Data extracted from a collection
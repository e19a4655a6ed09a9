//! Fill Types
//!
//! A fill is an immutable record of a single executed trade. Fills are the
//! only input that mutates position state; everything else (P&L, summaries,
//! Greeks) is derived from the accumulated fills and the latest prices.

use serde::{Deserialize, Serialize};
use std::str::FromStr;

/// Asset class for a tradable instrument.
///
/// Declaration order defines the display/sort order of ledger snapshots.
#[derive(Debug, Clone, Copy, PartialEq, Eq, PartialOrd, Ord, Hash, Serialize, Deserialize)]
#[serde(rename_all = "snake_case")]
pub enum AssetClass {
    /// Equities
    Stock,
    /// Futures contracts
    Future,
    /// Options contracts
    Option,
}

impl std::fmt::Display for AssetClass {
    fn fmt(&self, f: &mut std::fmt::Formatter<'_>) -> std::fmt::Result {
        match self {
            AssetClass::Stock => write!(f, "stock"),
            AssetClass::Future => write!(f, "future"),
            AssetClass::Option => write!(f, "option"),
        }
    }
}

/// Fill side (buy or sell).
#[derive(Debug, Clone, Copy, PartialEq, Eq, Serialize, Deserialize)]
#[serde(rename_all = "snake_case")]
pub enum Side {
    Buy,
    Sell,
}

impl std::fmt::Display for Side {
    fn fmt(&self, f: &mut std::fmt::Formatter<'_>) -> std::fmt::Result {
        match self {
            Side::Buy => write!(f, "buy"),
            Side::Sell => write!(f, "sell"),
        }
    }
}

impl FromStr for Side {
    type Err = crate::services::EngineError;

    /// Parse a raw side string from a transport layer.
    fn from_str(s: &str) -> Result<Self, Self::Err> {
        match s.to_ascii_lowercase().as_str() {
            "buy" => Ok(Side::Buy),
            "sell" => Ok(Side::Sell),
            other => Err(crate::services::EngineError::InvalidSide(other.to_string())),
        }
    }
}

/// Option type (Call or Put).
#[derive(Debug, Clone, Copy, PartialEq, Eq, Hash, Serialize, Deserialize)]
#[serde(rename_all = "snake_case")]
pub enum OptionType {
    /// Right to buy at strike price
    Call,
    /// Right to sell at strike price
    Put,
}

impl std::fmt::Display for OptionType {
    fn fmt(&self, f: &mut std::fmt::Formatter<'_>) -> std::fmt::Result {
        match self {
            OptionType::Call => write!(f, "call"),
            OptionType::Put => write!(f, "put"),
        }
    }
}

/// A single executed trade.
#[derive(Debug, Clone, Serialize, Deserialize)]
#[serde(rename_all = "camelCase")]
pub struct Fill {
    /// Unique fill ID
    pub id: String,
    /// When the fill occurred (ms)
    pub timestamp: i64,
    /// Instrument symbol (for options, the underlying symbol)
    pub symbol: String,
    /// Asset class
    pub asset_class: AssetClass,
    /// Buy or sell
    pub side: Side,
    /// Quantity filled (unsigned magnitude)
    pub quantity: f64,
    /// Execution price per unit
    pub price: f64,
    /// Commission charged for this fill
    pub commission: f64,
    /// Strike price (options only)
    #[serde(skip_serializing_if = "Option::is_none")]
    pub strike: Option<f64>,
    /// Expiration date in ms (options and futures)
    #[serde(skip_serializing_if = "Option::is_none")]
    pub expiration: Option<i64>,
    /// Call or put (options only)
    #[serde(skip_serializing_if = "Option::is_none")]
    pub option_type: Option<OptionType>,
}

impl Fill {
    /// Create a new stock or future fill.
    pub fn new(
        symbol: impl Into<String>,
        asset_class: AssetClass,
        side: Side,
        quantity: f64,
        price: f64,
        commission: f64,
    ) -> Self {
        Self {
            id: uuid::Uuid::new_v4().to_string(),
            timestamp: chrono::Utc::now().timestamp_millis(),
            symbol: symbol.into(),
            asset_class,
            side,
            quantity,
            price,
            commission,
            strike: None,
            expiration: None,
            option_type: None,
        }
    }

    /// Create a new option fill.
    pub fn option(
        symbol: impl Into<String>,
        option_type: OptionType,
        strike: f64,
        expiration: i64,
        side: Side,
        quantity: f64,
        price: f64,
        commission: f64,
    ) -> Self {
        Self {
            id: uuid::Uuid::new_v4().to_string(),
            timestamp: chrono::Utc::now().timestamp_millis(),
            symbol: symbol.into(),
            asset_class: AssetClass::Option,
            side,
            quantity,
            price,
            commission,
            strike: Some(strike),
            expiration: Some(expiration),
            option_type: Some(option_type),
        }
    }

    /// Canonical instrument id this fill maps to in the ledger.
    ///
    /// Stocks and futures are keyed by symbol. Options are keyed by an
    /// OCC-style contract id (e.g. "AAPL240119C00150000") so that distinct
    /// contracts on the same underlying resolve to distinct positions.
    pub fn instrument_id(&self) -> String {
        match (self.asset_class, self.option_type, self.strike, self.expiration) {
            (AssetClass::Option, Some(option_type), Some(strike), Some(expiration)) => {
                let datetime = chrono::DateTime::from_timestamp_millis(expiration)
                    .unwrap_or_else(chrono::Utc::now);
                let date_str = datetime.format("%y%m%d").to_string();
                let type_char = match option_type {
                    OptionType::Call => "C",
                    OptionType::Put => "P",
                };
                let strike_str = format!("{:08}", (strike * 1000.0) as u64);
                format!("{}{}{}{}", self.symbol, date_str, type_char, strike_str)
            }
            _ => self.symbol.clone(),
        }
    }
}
---
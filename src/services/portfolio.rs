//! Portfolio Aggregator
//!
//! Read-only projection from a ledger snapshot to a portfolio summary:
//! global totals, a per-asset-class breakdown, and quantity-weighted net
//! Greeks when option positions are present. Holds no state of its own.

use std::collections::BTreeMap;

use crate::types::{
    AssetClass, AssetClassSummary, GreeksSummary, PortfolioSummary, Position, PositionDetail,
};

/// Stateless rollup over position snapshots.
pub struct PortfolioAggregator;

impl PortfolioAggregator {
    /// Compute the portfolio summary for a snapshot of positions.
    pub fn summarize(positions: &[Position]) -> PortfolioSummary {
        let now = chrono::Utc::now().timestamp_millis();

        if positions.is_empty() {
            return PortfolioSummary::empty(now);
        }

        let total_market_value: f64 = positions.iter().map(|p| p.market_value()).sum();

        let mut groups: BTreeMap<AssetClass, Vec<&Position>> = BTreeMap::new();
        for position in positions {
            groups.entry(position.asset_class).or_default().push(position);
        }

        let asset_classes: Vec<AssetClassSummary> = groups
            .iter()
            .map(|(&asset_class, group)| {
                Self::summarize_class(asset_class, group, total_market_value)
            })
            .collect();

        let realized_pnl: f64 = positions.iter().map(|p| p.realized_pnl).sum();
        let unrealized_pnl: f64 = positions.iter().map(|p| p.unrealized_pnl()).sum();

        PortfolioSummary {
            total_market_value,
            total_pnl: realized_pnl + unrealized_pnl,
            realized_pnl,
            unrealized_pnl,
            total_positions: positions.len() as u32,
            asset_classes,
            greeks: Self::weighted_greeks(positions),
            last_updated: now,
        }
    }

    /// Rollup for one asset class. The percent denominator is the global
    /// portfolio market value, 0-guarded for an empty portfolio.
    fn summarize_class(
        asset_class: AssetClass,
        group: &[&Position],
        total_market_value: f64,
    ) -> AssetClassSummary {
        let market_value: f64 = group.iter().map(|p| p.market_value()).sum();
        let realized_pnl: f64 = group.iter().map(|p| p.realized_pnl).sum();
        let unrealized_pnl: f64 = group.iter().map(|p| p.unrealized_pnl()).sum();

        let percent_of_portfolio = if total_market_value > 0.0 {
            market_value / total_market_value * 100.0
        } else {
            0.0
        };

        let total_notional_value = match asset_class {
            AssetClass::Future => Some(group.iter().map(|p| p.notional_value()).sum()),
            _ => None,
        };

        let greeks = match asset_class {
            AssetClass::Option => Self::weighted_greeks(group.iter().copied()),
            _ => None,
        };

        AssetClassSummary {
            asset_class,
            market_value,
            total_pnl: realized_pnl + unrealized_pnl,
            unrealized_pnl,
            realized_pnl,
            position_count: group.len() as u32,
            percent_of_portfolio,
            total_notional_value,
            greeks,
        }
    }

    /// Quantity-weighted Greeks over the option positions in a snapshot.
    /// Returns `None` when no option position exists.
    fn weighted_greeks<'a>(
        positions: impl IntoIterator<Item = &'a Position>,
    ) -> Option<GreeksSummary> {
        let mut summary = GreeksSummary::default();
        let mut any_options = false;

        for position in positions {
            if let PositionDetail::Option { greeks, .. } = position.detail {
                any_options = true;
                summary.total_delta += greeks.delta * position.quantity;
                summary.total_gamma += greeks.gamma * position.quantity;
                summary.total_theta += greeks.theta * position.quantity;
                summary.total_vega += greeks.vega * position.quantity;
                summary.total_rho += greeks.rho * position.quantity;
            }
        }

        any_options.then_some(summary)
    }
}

Assigned task: For this exercise, output exactly the lines above from the line with "buy at strike price" to the line with "price (options only)", counting both, and leave out the rest.

Task response:
    /// Right to buy at strike price
    Call,
    /// Right to sell at strike price
    Put,
}

impl std::fmt::Display for OptionType {
    fn fmt(&self, f: &mut std::fmt::Formatter<'_>) -> std::fmt::Result {
        match self {
            OptionType::Call => write!(f, "call"),
            OptionType::Put => write!(f, "put"),
        }
    }
}

/// A single executed trade.
#[derive(Debug, Clone, Serialize, Deserialize)]
#[serde(rename_all = "camelCase")]
pub struct Fill {
    /// Unique fill ID
    pub id: String,
    /// When the fill occurred (ms)
    pub timestamp: i64,
    /// Instrument symbol (for options, the underlying symbol)
    pub symbol: String,
    /// Asset class
    pub asset_class: AssetClass,
    /// Buy or sell
    pub side: Side,
    /// Quantity filled (unsigned magnitude)
    pub quantity: f64,
    /// Execution price per unit
    pub price: f64,
    /// Commission charged for this fill
    pub commission: f64,
    /// Strike price (options only)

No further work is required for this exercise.